*** Opening of DATA EXTRACT ***

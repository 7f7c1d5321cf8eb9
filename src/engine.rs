//! Batch lifecycle engine
//!
//! Enforces the custody state machine and the anchoring discipline: a
//! transition is submitted to the ledger, confirmed under a deadline, and
//! only then written to the store. Transitions on the same batch are
//! serialized through a per-`batch_id` lock held across the whole
//! read-submit-confirm-write window; `verify` and read projections take no
//! lock and tolerate a stale-by-one view, surfaced through the divergence
//! flag.

use std::collections::HashMap;
use std::sync::{Arc, Mutex};

use chrono::Utc;
use tracing::{info, warn};

use crate::config::EngineConfig;
use crate::crypto::{batch_record_hash, transfer_hash, ManufacturerKey};
use crate::domain::{
    Batch, BatchState, BatchView, LedgerRefs, NewBatch, TransferReceipt, TransitionKind,
    VerificationResult, MARK_SOLD,
};
use crate::error::{PharmaError, Result};
use crate::ledger::{LedgerClient, LedgerOp};
use crate::store::BatchStore;
use crate::verifier;

/// Per-key lock table. Lock entries are created on first use and kept for
/// the lifetime of the engine; the batch population is bounded by the
/// catalog, not by request volume.
#[derive(Default)]
struct BatchLocks {
    inner: Mutex<HashMap<String, Arc<tokio::sync::Mutex<()>>>>,
}

impl BatchLocks {
    fn lock_for(&self, batch_id: &str) -> Arc<tokio::sync::Mutex<()>> {
        let mut map = self.inner.lock().expect("batch lock table poisoned");
        map.entry(batch_id.to_string())
            .or_insert_with(|| Arc::new(tokio::sync::Mutex::new(())))
            .clone()
    }
}

/// The core orchestrator: state machine, anchoring, verification, custody.
pub struct LifecycleEngine {
    store: Arc<dyn BatchStore>,
    ledger: Arc<dyn LedgerClient>,
    signer: ManufacturerKey,
    config: EngineConfig,
    locks: BatchLocks,
}

impl LifecycleEngine {
    pub fn new(
        store: Arc<dyn BatchStore>,
        ledger: Arc<dyn LedgerClient>,
        signer: ManufacturerKey,
        config: EngineConfig,
    ) -> Self {
        Self {
            store,
            ledger,
            signer,
            config,
            locks: BatchLocks::default(),
        }
    }

    /// Create a new batch: sign the canonical record, anchor the `create`
    /// transition, then persist. All-or-nothing: any ledger failure leaves
    /// the store untouched.
    pub async fn create_batch(&self, new: NewBatch) -> Result<Batch> {
        new.validate()?;

        let lock = self.locks.lock_for(&new.batch_id);
        let _guard = lock.lock().await;

        if self.store.get(&new.batch_id).await?.is_some() {
            return Err(PharmaError::DuplicateBatch(new.batch_id));
        }

        let record_hash = batch_record_hash(
            &new.batch_id,
            &new.name,
            &new.manufacturer,
            new.manufacture_date,
            new.expiry_date,
        );
        let signature = self.signer.sign(&record_hash);

        let op = LedgerOp::CreateBatch {
            batch_id: new.batch_id.clone(),
            drug_name: new.name.clone(),
            manufacture_date: new.manufacture_date,
            expiry_date: new.expiry_date,
            distributor: new.distributor_or_default().to_string(),
        };

        let pending = self.ledger.submit(&op).await?;
        let tx = self
            .ledger
            .await_confirmation(&pending, self.config.confirmation_timeout)
            .await?;

        let mut ledger_refs = LedgerRefs::default();
        ledger_refs.record(TransitionKind::Create, tx);

        let batch = Batch {
            batch_id: new.batch_id,
            name: new.name,
            current_owner: new.manufacturer.clone(),
            manufacturer: new.manufacturer,
            manufacture_date: new.manufacture_date,
            expiry_date: new.expiry_date,
            scratch_secret: new.scratch_secret,
            state: BatchState::Created,
            signature,
            manufacturer_pubkey: self.signer.public_key_bytes(),
            ledger_refs,
            created_at: Utc::now(),
        };

        self.store.put(&batch).await?;

        info!(
            batch_id = %batch.batch_id,
            manufacturer = %batch.manufacturer,
            "Batch created and anchored"
        );

        Ok(batch)
    }

    /// Transfer custody of a batch one step along the chain.
    ///
    /// The sentinel `to_owner == "markSold"` drives the terminal
    /// `Received -> Sold` transition; every other value is treated as the
    /// next custodian's address.
    pub async fn transfer(
        &self,
        batch_id: &str,
        to_owner: &str,
        presented_scratch: &str,
    ) -> Result<TransferReceipt> {
        let lock = self.locks.lock_for(batch_id);
        let _guard = lock.lock().await;

        let mut batch = self
            .store
            .get(batch_id)
            .await?
            .ok_or_else(|| PharmaError::BatchNotFound(batch_id.to_string()))?;

        if !verifier::scratch_matches(&batch.scratch_secret, presented_scratch) {
            warn!(
                batch_id = %batch.batch_id,
                to_owner = %to_owner,
                "Transfer refused: scratch card mismatch"
            );
            return Err(PharmaError::AuthenticationFailed(batch.batch_id));
        }

        let kind = self.next_transition(&batch, to_owner)?;

        let op = match kind {
            TransitionKind::Ship => LedgerOp::Ship {
                batch_id: batch.batch_id.clone(),
            },
            TransitionKind::Receive => LedgerOp::ReceiveAtPharmacy {
                batch_id: batch.batch_id.clone(),
                pharmacy: to_owner.to_string(),
            },
            TransitionKind::Sell => LedgerOp::MarkSold {
                batch_id: batch.batch_id.clone(),
            },
            TransitionKind::Create => unreachable!("create is not a transfer"),
        };

        let pending = self.ledger.submit(&op).await?;
        let tx = self
            .ledger
            .await_confirmation(&pending, self.config.confirmation_timeout)
            .await?;

        let from_owner = batch.current_owner.clone();
        let transferred_at = Utc::now();

        // Ledger confirmation happens-before the store mutation; the write
        // below is the single atomic record update.
        batch.state = kind.target_state();
        if kind != TransitionKind::Sell {
            batch.current_owner = to_owner.to_string();
        }
        batch.ledger_refs.record(kind, tx.clone());
        self.store.put(&batch).await?;

        let transfer_signature = self.signer.sign(&transfer_hash(
            &batch.batch_id,
            kind.as_str(),
            &from_owner,
            to_owner,
            transferred_at.timestamp_millis(),
        ));

        info!(
            batch_id = %batch.batch_id,
            %kind,
            from = %from_owner,
            to = %to_owner,
            state = %batch.state,
            "Custody transferred"
        );

        Ok(TransferReceipt {
            batch_id: batch.batch_id,
            kind,
            from_owner,
            to_owner: to_owner.to_string(),
            tx_id: tx,
            transfer_signature,
            state: kind.target_state(),
            transferred_at,
        })
    }

    /// Dual-factor authenticity check. Read-only and lock-free; all three
    /// checks are computed independently so a caller can distinguish which
    /// factor failed. Only an unknown id is a hard error.
    pub async fn verify(&self, batch_id: &str, presented_scratch: &str) -> Result<VerificationResult> {
        let batch = self
            .store
            .get(batch_id)
            .await?
            .ok_or_else(|| PharmaError::BatchNotFound(batch_id.to_string()))?;

        let scratch_card_match = verifier::scratch_matches(&batch.scratch_secret, presented_scratch);
        let digital_signature_valid = verifier::signature_valid(&batch);

        // On-chain state is fetched fresh, not from the store, so divergence
        // between the two is observable.
        let onchain = match self.ledger.fetch_onchain_state(batch_id).await {
            Ok(state) => state,
            Err(e) => {
                warn!(batch_id = %batch.batch_id, error = %e, "On-chain state unavailable during verify");
                None
            }
        };

        let state_diverged = onchain
            .as_ref()
            .and_then(|o| o.state())
            .map(|s| s != batch.state)
            .unwrap_or(false);

        if !scratch_card_match || !digital_signature_valid || state_diverged {
            // Attempted fraudulent verification is auditable data, not noise.
            warn!(
                batch_id = %batch.batch_id,
                scratch_card_match,
                digital_signature_valid,
                state_diverged,
                "Verification check failed"
            );
        }

        Ok(VerificationResult {
            batch_id: batch.batch_id,
            scratch_card_match,
            digital_signature_valid,
            offchain_state: batch.state,
            onchain,
            state_diverged,
            verified_at: Utc::now(),
        })
    }

    /// Public projections of every stored batch, for audit/debug callers.
    pub async fn list_batches(&self) -> Result<Vec<BatchView>> {
        let all = self.store.list_all().await?;
        Ok(all.iter().map(Batch::view).collect())
    }

    /// Determine the transition a transfer request maps to, or reject it.
    fn next_transition(&self, batch: &Batch, to_owner: &str) -> Result<TransitionKind> {
        if to_owner == MARK_SOLD {
            if batch.state == BatchState::Received {
                return Ok(TransitionKind::Sell);
            }
            return Err(PharmaError::InvalidStateTransition {
                batch_id: batch.batch_id.clone(),
                from: batch.state,
                attempted: "sell".to_string(),
            });
        }

        // A transfer to the party already holding the batch is a replay of
        // the transition just taken, not a step forward.
        if to_owner == batch.current_owner {
            return Err(PharmaError::InvalidStateTransition {
                batch_id: batch.batch_id.clone(),
                from: batch.state,
                attempted: format!("transfer to current owner {}", to_owner),
            });
        }

        batch.state.next_shipment().ok_or_else(|| {
            let attempted = if batch.state == BatchState::Received {
                // The only exit from Received is the markSold sentinel.
                "transfer (expected markSold)".to_string()
            } else {
                "transfer".to_string()
            };
            PharmaError::InvalidStateTransition {
                batch_id: batch.batch_id.clone(),
                from: batch.state,
                attempted,
            }
        })
    }
}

*** Close of DATA EXTRACT ***

(ACTIVITY) Set down precisely the lines above between the line holding "lock-free; all three" and the line holding "if !scratch_card_match ||", inclusive, and nothing beyond them.

(TASK SOLUTION)
    /// Dual-factor authenticity check. Read-only and lock-free; all three
    /// checks are computed independently so a caller can distinguish which
    /// factor failed. Only an unknown id is a hard error.
    pub async fn verify(&self, batch_id: &str, presented_scratch: &str) -> Result<VerificationResult> {
        let batch = self
            .store
            .get(batch_id)
            .await?
            .ok_or_else(|| PharmaError::BatchNotFound(batch_id.to_string()))?;

        let scratch_card_match = verifier::scratch_matches(&batch.scratch_secret, presented_scratch);
        let digital_signature_valid = verifier::signature_valid(&batch);

        // On-chain state is fetched fresh, not from the store, so divergence
        // between the two is observable.
        let onchain = match self.ledger.fetch_onchain_state(batch_id).await {
            Ok(state) => state,
            Err(e) => {
                warn!(batch_id = %batch.batch_id, error = %e, "On-chain state unavailable during verify");
                None
            }
        };

        let state_diverged = onchain
            .as_ref()
            .and_then(|o| o.state())
            .map(|s| s != batch.state)
            .unwrap_or(false);

        if !scratch_card_match || !digital_signature_valid || state_diverged {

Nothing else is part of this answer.